November 5, 1999 | At a time when the
freakish success of The Blair Witch Project may encourage even
more would-be filmmakers to borrow funding from friends and max out
their credit cards, Chris Smith's American Movie provides an
invaluable service by placing that success in its proper context. This
sometimes amusing, sometimes unsettling documentary forces us to consider
the other 99.9 percent of indie productions by neophyte auteurs. It
is not a pretty picture.
Mark
Borchardt, a gangly and goateed fellow in his early 30s, is the "hero"
of the piece. During his teenage years in a working-class Milwaukee
suburb, Borchardt drew inspiration from his favorite horror flicks -
most notably, Night of the Living Dead and The Texas Chainsaw
Massacre - while filming gruesome Super-8 shorts with friends and
relatives. American Movie includes snippets of these early, out-of-focus
efforts - I Blow Up and The More, The Scarier are typical
titles - to illustrate Borchardt's youthful zeal. More than a decade
and a half later, he remains every bit as enthusiastic about filmmaking.
Trouble is, there are few signs that he has gotten appreciably better
at his craft.
American
Movie introduces Borchardt as a motor-mouth under-achiever who supports
himself by delivering newspapers and doing maintenance work at a local
cemetery. For the past six years, he has worked intermittently on Northwestern,
an autobiographical black-and-white drama about drinking too much and
accomplishing too little in Milwaukee. But he remains too deep in debt
to finish this ambitious project. (At least, that's the excuse he offers
in an on-camera interview.) So Borchardt resumes work on another uncompleted
film: Coven, a supernatural horror thriller about an alcoholic
writer who runs afoul of a demonic cult.
Coven - which, for reasons never entirely clear, Borchardt insists
on mispronouncing as "KO-ven" - is intended as a self-distributed,
direct-to-video moneymaker. If he can sell 3,000 copies at $14.95 each,
Borchardt explains, he can make a profit for his investors and
raise enough money to finish Northwestern. If - and this is an
even bigger if - he can ever finish Coven.
Borchardt
comes across as almost frightfully dedicated, if not borderline crazy,
while pursuing his goals. His loving but dubious father won't lend him
any more money, and even his two brothers question whether Borchardt
should consider getting a "real" job. ("What he's best
suited for, I think," says one sibling, "is work in a factory.")
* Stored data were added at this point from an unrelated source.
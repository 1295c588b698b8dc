//! Paginated replay of an entity stream into a state value.

use message_store::{GetOptions, Message, MessageStore};

use crate::Result;
use crate::error::ProjectorError;
use crate::reducer::MessageReducer;

/// Page size used when replaying a stream.
const PAGE_SIZE: i64 = 1000;

/// Replays all messages of an entity stream and folds them through a set of
/// reducers into a state snapshot.
///
/// A projector holds no mutable state of its own; every [`run`](Self::run)
/// starts from a fresh clone of the default state, so runs are deterministic
/// and independent.
pub struct Projector<S> {
    store: MessageStore,
    reducers: Vec<Box<dyn MessageReducer<S>>>,
    default_state: S,
}

impl<S> Projector<S>
where
    S: Clone + Send + Sync,
{
    /// Creates a new projector builder over the given store.
    pub fn builder(store: MessageStore) -> ProjectorBuilder<S> {
        ProjectorBuilder {
            store,
            reducers: Vec::new(),
            default_state: None,
        }
    }

    /// Replays `"{category}-{entityId}"` and returns the folded state.
    ///
    /// Messages are fetched in pages of 1000 and dispatched in order to
    /// every reducer whose type matches, in declaration order. A failed page
    /// fetch aborts the run; partial state is discarded.
    #[tracing::instrument(skip(self))]
    pub async fn run(&self, category: &str, entity_id: &str) -> Result<S> {
        let mut state = self.default_state.clone();
        let mut since_version = 0i64;

        loop {
            let page = self
                .store
                .get(
                    GetOptions::new()
                        .event_stream(category, entity_id)
                        .since_version(since_version)
                        .batch_size(PAGE_SIZE),
                )
                .await?;

            for message in &page {
                state = self.reduce(message, state);
            }
            metrics::counter!("projector_messages_replayed").increment(page.len() as u64);

            if page.len() < PAGE_SIZE as usize {
                break;
            }
            // reads are inclusive, so resume one past the last position seen
            since_version = page[page.len() - 1].position() + 1;
        }

        Ok(state)
    }

    fn reduce(&self, message: &Message, mut state: S) -> S {
        for reducer in &self.reducers {
            if reducer.message_type() == message.message_type() {
                state = reducer.reduce(message, state);
            }
        }
        state
    }
}

/// Builder for configuring a [`Projector`].
pub struct ProjectorBuilder<S> {
    store: MessageStore,
    reducers: Vec<Box<dyn MessageReducer<S>>>,
    default_state: Option<S>,
}

impl<S> ProjectorBuilder<S>
where
    S: Clone + Send + Sync,
{
    /// Registers a reducer. Reducers run in registration order.
    pub fn with_reducer(mut self, reducer: impl MessageReducer<S> + 'static) -> Self {
        self.reducers.push(Box::new(reducer));
        self
    }

    /// Sets the state every run starts from.
    pub fn default_state(mut self, state: S) -> Self {
        self.default_state = Some(state);
        self
    }

    /// Builds the projector.
    ///
    /// Fails when no reducer was registered or no default state was set.
    pub fn build(self) -> Result<Projector<S>> {
        if self.reducers.is_empty() {
            return Err(ProjectorError::NeedsAtLeastOneReducer);
        }
        let default_state = self.default_state.ok_or(ProjectorError::DefaultStateNotSet)?;

        Ok(Projector {
            store: self.store,
            reducers: self.reducers,
            default_state,
        })
    }
}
But Borchardt refuses to be sidetracked. In a sequence that is at once
screamingly funny and profoundly creepy, the wanna-be filmmaker lures
his near-senile Uncle Bill into investing a few thousand by showing
the old guy a photo of a sexy young actress. "She wants to be in
your movie, Bill," Borchardt claims. Very soon, Coven has
a brand-new executive producer.
American
Movie follows Borchardt for more than a year as Coven proceeds
along its on-again, off-again production schedule. Mike Schank, the
filmmaker's long-time friend and collaborator, is a recovering drug
and alcohol abuser who sounds chronically dazed and confused. Even so,
Schank - who has a tendency to end every statement with a nervous titter
- is the most reliable member of Borchardt's production team. Sometimes,
extras simply don't show up for key scenes, forcing the director to
make do with a smaller number of bogeymen in black hooded capes. ("Now
you guys gotta look menacing!") At other times, Borchardt must
enlist his Swedish-born mother, or a cast member - or somebody, anybody
- to operate the camera. ("You've seen a lot of movies, haven't
you? So you basically know how to frame a shot, right?") There
is retake after retake of a scene in which Borchardt - who, of course,
serves as his own star - smashes a friend's head through a kitchen cabinet
door. The friend is game, but the cabinet refuses to co-operate.
At
the center of this comedy of errors, Borchardt remains a fascinatingly
complex and often unlikable figure. He sounds peevish and condescending
as he talks about the benighted folks who earn decent salaries and live
in "sterile" houses while he suffers for his art. And he sounds
pathetically self-deluding when he cites Ingmar Bergman as one of his
major influences: "You ever see The Seventh Seal, where
they have those great dialogues in those great backgrounds? Well, that's
what I want to do here."
And
yet, in the end, you can't help sharing Borchardt's exultant sense of
accomplishment when he actually completes and premieres his 35-minute
Coven. Mind you, judging from what we see of the film, it likely
wasn't worth all the trouble. But, then again, you can view the finished
product and decide for yourself. If you log onto
americanmovie.com,
you can order your very own copy of Coven. No kidding.